What to produce>
Would you please return all of the entries below exactly as shown?

Data extract>
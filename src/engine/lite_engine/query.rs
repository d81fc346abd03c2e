// implements operations defined in Query.cs

use super::*;
use crate::engine::BufferReader;
use crate::engine::data_service::DataService;
use crate::engine::index_node::IndexNode;
use crate::engine::index_service::IndexService;
use crate::utils::Order as InternalOrder;
use std::cmp::Ordering;

#[derive(Debug, Copy, Clone)]
pub enum Order {
    Ascending = 1,
    Descending = -1,
}

impl Order {
    fn to_internal(self) -> InternalOrder {
        match self {
            Order::Ascending => InternalOrder::Ascending,
            Order::Descending => InternalOrder::Descending,
        }
    }
}

fn is_edge(key: &bson::Value) -> bool {
    matches!(key, bson::Value::MinValue | bson::Value::MaxValue)
}

fn get_node_opt(indexer: &mut IndexService<'_>, address: PageAddress) -> Result<Option<IndexNode>> {
    if address.is_empty() {
        Ok(None)
    } else {
        Ok(Some(indexer.get_node(address)?))
    }
}

impl LiteEngine {
    /// Collects every document whose `index`'s key falls in
    /// `[min_inclusive, max_inclusive]`, walked in `order`. `MinValue`/
    /// `MaxValue` bounds mean "from the very start/end" (used by `get_all`).
    ///
    /// The skip-list walk and the document reads can't share a `Snapshot`
    /// borrow at once (`IndexService`/`DataService` each need it whole), so
    /// this collects every matching `data_block` address first, drops the
    /// `IndexService`, then reads the documents back.
    fn find_range_by_index(
        &self,
        collection: &str,
        index: &str,
        min_inclusive: &bson::Value,
        max_inclusive: &bson::Value,
        order: Order,
    ) -> Result<Vec<bson::Document>> {
        let collation = self.header.borrow().pragmas().collation();
        if max_inclusive.compare_to(min_inclusive, &collation).is_lt() {
            return Ok(Vec::new());
        }

        self.auto_transaction(true, |transaction| {
            let snapshot = transaction.create_snapshot(LockMode::Read, collection, false)?;
            if snapshot.collection_page().is_none() {
                return Ok(Vec::new());
            }

            let collation = snapshot.header().borrow().pragmas().collation();
            let max_items_count = snapshot.disk().max_items_count();

            let (head, tail) = {
                let idx = snapshot
                    .collection_page()
                    .and_then(|c| c.get_collection_index(index))
                    .ok_or_else(|| Error::no_index(index))?;
                (idx.head(), idx.tail())
            };

            let (start, end) = match order {
                Order::Ascending => (min_inclusive, max_inclusive),
                Order::Descending => (max_inclusive, min_inclusive),
            };
            let internal_order = order.to_internal();

            let mut data_blocks = Vec::new();

            {
                let mut indexer = IndexService::new(snapshot, collation, max_items_count);

                let first = match start {
                    bson::Value::MinValue => Some(indexer.get_node(head)?),
                    bson::Value::MaxValue => Some(indexer.get_node(tail)?),
                    start => indexer.find(head, tail, start, true, internal_order)?,
                };

                // rewind to the first node sharing `start`'s key, in case
                // `find` landed in the middle of a run of duplicates
                let first = if let Some(node) = first {
                    let mut cur = node;
                    loop {
                        let prev_address = cur.get_next_prev(0, internal_order.opposite());
                        let Some(prev) = get_node_opt(&mut indexer, prev_address)? else {
                            break;
                        };
                        if is_edge(prev.key()) || prev.key().compare_to(start, &collation) != Ordering::Equal {
                            break;
                        }
                        cur = prev;
                    }
                    Some(cur)
                } else {
                    None
                };

                let mut node = first;

                // every node equal to `start`
                while let Some(cur) = node {
                    if cur.key().compare_to(start, &collation) != Ordering::Equal {
                        break;
                    }

                    if !is_edge(cur.key()) {
                        data_blocks.push(cur.data_block());
                    }

                    let next_address = cur.get_next_prev(0, internal_order);
                    node = get_node_opt(&mut indexer, next_address)?;
                }

                // continue forward until past `end`
                while let Some(cur) = node {
                    let diff = cur.key().compare_to(end, &collation);
                    let past_end = match order {
                        Order::Ascending => diff.is_gt(),
                        Order::Descending => diff.is_lt(),
                    };

                    if is_edge(cur.key()) || past_end {
                        break;
                    }

                    data_blocks.push(cur.data_block());

                    let next_address = cur.get_next_prev(0, internal_order);
                    node = get_node_opt(&mut indexer, next_address)?;
                }
            }

            let mut results = Vec::with_capacity(data_blocks.len());
            for data_block in data_blocks {
                let blocks = DataService::new(snapshot, max_items_count).read(data_block)?;
                let parts = blocks.iter().map(|x| x.buffer()).collect::<Vec<_>>();
                results.push(BufferReader::fragmented(parts).read_document()?);
            }

            Ok(results)
        })
    }

    pub fn get_all(&self, collection: &str) -> Result<Vec<bson::Document>> {
        self.find_range_by_index(
            collection,
            "_id",
            &bson::Value::MinValue,
            &bson::Value::MaxValue,
            Order::Ascending,
        )
    }

    pub fn get_range_indexed(
        &self,
        collection: &str,
        index: &str,
        min_inclusive: &bson::Value,
        max_inclusive: &bson::Value,
        order: Order,
    ) -> Result<Vec<bson::Document>> {
        self.find_range_by_index(collection, index, min_inclusive, max_inclusive, order)
    }

    pub fn get_by_index(
        &self,
        collection: &str,
        index: &str,
        find: &bson::Value,
    ) -> Result<Vec<bson::Document>> {
        self.find_range_by_index(collection, index, find, find, Order::Ascending)
    }
}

Solution to this task>
filename src/engine/lite_engine/query.rs
repository d81fc346abd03c2e
// implements operations defined in Query.cs

use super::*;
use crate::engine::BufferReader;
use crate::engine::data_service::DataService;
use crate::engine::index_node::IndexNode;
use crate::engine::index_service::IndexService;
use crate::utils::Order as InternalOrder;
use std::cmp::Ordering;

#[derive(Debug, Copy, Clone)]
pub enum Order {
    Ascending = 1,
    Descending = -1,
}

impl Order {
    fn to_internal(self) -> InternalOrder {
        match self {
            Order::Ascending => InternalOrder::Ascending,
            Order::Descending => InternalOrder::Descending,
        }
    }
}

fn is_edge(key: &bson::Value) -> bool {
    matches!(key, bson::Value::MinValue | bson::Value::MaxValue)
}

fn get_node_opt(indexer: &mut IndexService<'_>, address: PageAddress) -> Result<Option<IndexNode>> {
    if address.is_empty() {
        Ok(None)
    } else {
        Ok(Some(indexer.get_node(address)?))
    }
}

impl LiteEngine {
    /// Collects every document whose `index`'s key falls in
    /// `[min_inclusive, max_inclusive]`, walked in `order`. `MinValue`/
    /// `MaxValue` bounds mean "from the very start/end" (used by `get_all`).
    ///
    /// The skip-list walk and the document reads can't share a `Snapshot`
    /// borrow at once (`IndexService`/`DataService` each need it whole), so
    /// this collects every matching `data_block` address first, drops the
    /// `IndexService`, then reads the documents back.
    fn find_range_by_index(
        &self,
        collection: &str,
        index: &str,
        min_inclusive: &bson::Value,
        max_inclusive: &bson::Value,
        order: Order,
    ) -> Result<Vec<bson::Document>> {
        let collation = self.header.borrow().pragmas().collation();
        if max_inclusive.compare_to(min_inclusive, &collation).is_lt() {
            return Ok(Vec::new());
        }

        self.auto_transaction(true, |transaction| {
            let snapshot = transaction.create_snapshot(LockMode::Read, collection, false)?;
            if snapshot.collection_page().is_none() {
                return Ok(Vec::new());
            }

            let collation = snapshot.header().borrow().pragmas().collation();
            let max_items_count = snapshot.disk().max_items_count();

            let (head, tail) = {
                let idx = snapshot
                    .collection_page()
                    .and_then(|c| c.get_collection_index(index))
                    .ok_or_else(|| Error::no_index(index))?;
                (idx.head(), idx.tail())
            };

            let (start, end) = match order {
                Order::Ascending => (min_inclusive, max_inclusive),
                Order::Descending => (max_inclusive, min_inclusive),
            };
            let internal_order = order.to_internal();

            let mut data_blocks = Vec::new();

            {
                let mut indexer = IndexService::new(snapshot, collation, max_items_count);

                let first = match start {
                    bson::Value::MinValue => Some(indexer.get_node(head)?),
                    bson::Value::MaxValue => Some(indexer.get_node(tail)?),
                    start => indexer.find(head, tail, start, true, internal_order)?,
                };

                // rewind to the first node sharing `start`'s key, in case
                // `find` landed in the middle of a run of duplicates
                let first = if let Some(node) = first {
                    let mut cur = node;
                    loop {
                        let prev_address = cur.get_next_prev(0, internal_order.opposite());
                        let Some(prev) = get_node_opt(&mut indexer, prev_address)? else {
                            break;
                        };
                        if is_edge(prev.key()) || prev.key().compare_to(start, &collation) != Ordering::Equal {
                            break;
                        }
                        cur = prev;
                    }
                    Some(cur)
                } else {
                    None
                };

                let mut node = first;

                // every node equal to `start`
                while let Some(cur) = node {
                    if cur.key().compare_to(start, &collation) != Ordering::Equal {
                        break;
                    }

                    if !is_edge(cur.key()) {
                        data_blocks.push(cur.data_block());
                    }

                    let next_address = cur.get_next_prev(0, internal_order);
                    node = get_node_opt(&mut indexer, next_address)?;
                }

                // continue forward until past `end`
                while let Some(cur) = node {
                    let diff = cur.key().compare_to(end, &collation);
                    let past_end = match order {
                        Order::Ascending => diff.is_gt(),
                        Order::Descending => diff.is_lt(),
                    };

                    if is_edge(cur.key()) || past_end {
                        break;
                    }

                    data_blocks.push(cur.data_block());

                    let next_address = cur.get_next_prev(0, internal_order);
                    node = get_node_opt(&mut indexer, next_address)?;
                }
            }

            let mut results = Vec::with_capacity(data_blocks.len());
            for data_block in data_blocks {
                let blocks = DataService::new(snapshot, max_items_count).read(data_block)?;
                let parts = blocks.iter().map(|x| x.buffer()).collect::<Vec<_>>();
                results.push(BufferReader::fragmented(parts).read_document()?);
            }

            Ok(results)
        })
    }

    pub fn get_all(&self, collection: &str) -> Result<Vec<bson::Document>> {
        self.find_range_by_index(
            collection,
            "_id",
            &bson::Value::MinValue,
            &bson::Value::MaxValue,
            Order::Ascending,
        )
    }

    pub fn get_range_indexed(
        &self,
        collection: &str,
        index: &str,
        min_inclusive: &bson::Value,
        max_inclusive: &bson::Value,
        order: Order,
    ) -> Result<Vec<bson::Document>> {
        self.find_range_by_index(collection, index, min_inclusive, max_inclusive, order)
    }

    pub fn get_by_index(
        &self,
        collection: &str,
        index: &str,
        find: &bson::Value,
    ) -> Result<Vec<bson::Document>> {
        self.find_range_by_index(collection, index, find, find, Order::Ascending)
    }
}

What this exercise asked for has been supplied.